# Experiences in filing for divorce



## hurtinginohio (Nov 18, 2014)

So in my other thread I received a lot of good advice, a lot of you told me to file ASAP if I wanted any chance in saving the marriage. What I didn't get is anyone's experience with this. What happens most of the time when a WS is served? don't most of them just agree since they're the ones who want something else?


----------



## EleGirl (Dec 3, 2011)

It can go one of two ways. 

He's ok with it and now you are in divorce.

Or, it hits him like a ton of bricks and he suddenly realizes that you have something to say about all this. He might realize that he's actually going to lose you if he continues what he's doing. He might end the affair.


----------



## EleGirl (Dec 3, 2011)

A lot of whether or not to actually file right now has to do with if you have money to spare. The retainer can be pretty high. 

For this reason it's a good idea to see an attorney for a consultation, find out your rights and what kind of retainer they want.

A lot of attorneys will give a half hour to an hour free consolation to a new client. If you can talk to two or more of them. You will get a lot of info that way and hopefully find an attorney that you like.

Additionally you can go to someplace like your state's court self help site, down load the forms and fill them out.... and hand that to your husband. Often times just doing that will let them know that you are not putting up with their crap.


----------



## Squeakr (May 1, 2013)

EleGirl said:


> A lot of attorneys will give a half hour to an hour free consolation to a new client. If you can talk to two or more of them. You will get a lot of info that way and hopefully find an attorney that you like.


This is definitely state dependent. In my state I only encountered 1 of the over 50 attorneys that I contacted that would actually give a free consult. The other 49 basically said that they had enough word of mouth referrals and that charging for their consult was standard practice shared by all, so they didn't feel the need to "waste their time giving away advice" and the fees were standard amongst all of them for this consult (and according to the quoted prices they were not lying with that statement). Seemed to me this was akin to price fixing that other industries get hauled into court for, so you state may vary from the results stated here.


----------



## lifeistooshort (Mar 17, 2013)

I'm in FL and I had no problem finding a good attorney to give me a free consult. I liked her so much that in 6 months I went back to her with a retainer. She had plenty of business but thought free consults were a good idea.


----------



## Juicer (May 2, 2012)

When I served mine, she was trying anything and everything she could to try and change my mind. 
When she was served, she broke down crying and begged me to talk with her. 

When I refused, she decided to double her efforts. She understood it to mean she had 60 days before the marriage was dead. 

Don't assume a WS will just go with it because they don't care. 
And don't assume they won't fight it.


----------



## workindad (May 7, 2011)

Not all cases are equal. My wayward spouse couldn't divorce me fast enough. She was hell bent on the fact that I was in her way of the life she wanted and deserved. In the end, that was a good thing as I got a favorable divorce settlement and am much happier because of it.


----------



## hurtinginohio (Nov 18, 2014)

workindad said:


> Not all cases are equal. My wayward spouse couldn't divorce me fast enough. She was hell bent on the fact that I was in her way of the life she wanted and deserved. In the end, that was a good thing as I got a favorable divorce settlement and am much happier because of it.

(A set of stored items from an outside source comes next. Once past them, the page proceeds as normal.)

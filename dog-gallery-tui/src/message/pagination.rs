//! 翻页消息

/// 翻页消息（改变当前页的唯一入口之一）
#[derive(Debug, Clone, Copy, PartialEq, Eq)]
pub enum PaginationMessage {
    /// 上一页
    Previous,
    /// 下一页
    Next,
    /// 页码按钮
    GoTo(u32),
}
//! Ensemble – an actor runtime driven by interpreted behaviors
//!
//! This crate implements a small actor kernel with:
//! - Per-actor persisted inboxes with validated, FIFO delivery
//! - Two behavior interpreters: state machines and flat event-handler processes
//! - Shared action execution with batched context writes and guarded blocks
//! - Request/reply (`ask`) correlation with timeouts
//! - A schema-validated tool registry for user-supplied functions

#![warn(missing_docs)]
#![warn(rust_2018_idioms)]

/// Runtime core modules implementing the actor kernel
pub mod runtime;

// Re-export key types for convenience
pub use runtime::{Runtime, RuntimeConfig};

/// Current version of the Ensemble runtime
pub const VERSION: &str = env!("CARGO_PKG_VERSION");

I think this will be my situation considering I've seen numerous searches in his history relating to divorce/separation.


----------



## Openminded (Feb 21, 2013)

Divorce is a process. When he's served then the case will go on the court calendar after a specified waiting period. It could be 30 days or 60 days or longer before the case is schedled. And it can be taken off the calendar if you are the plaintiff and request it. In my state, you have to appear in person before the judge unless your attorney gets that waived (other states are different)

If he is searching divorce/separation on the computer then he may not be interested in saving your marriage. Sometimes people wake up and sometimes they don't. But the process starts the clock ticking down and sometimes that's what is needed.


----------



## BuddyL33 (Jul 16, 2009)

hurtinginohio said:


> So in my other thread I received a lot of good advice, a lot of you told me to file ASAP if I wanted any chance in saving the marriage. What I didn't get is anyone's experience with this. What happens most of the time when a WS is served? don't most of them just agree since they're the ones who want something else?


In my experience no, it doesn't mean it's going to go as planned. My ex wife and I agreed to end things mutually. We even decided how to split our property and worked up our custody arrangements. 

Then when I did the filing and self served her, she went ape ****. She went back on nearly everything she promised and fought me for several months. Finally she realized I could out last her financially and that my attorney was way better so she stopped fighting. In the end we wound up with the deal we started out with.


----------



## dignityhonorpride (Jan 2, 2014)

hurtinginohio said:


> I think this will be my situation considering I've seen numerous searches in his history relating to divorce/separation.


There's a few stories (long threads of one OP and lots of advice-givers / supporters) in the private members section. The divorce and separation section is probably a good place to look, too; lots of posters move from this subforum to that one if their situation moves toward separation or D.
_Posted via Mobile Device_


----------



## michzz (Jun 6, 2008)

in california i could write up the form but I had to get someone else to serve her with the papers.

I got her sister to do it.

filing cost me $450 or so
_Posted via Mobile Device_


----------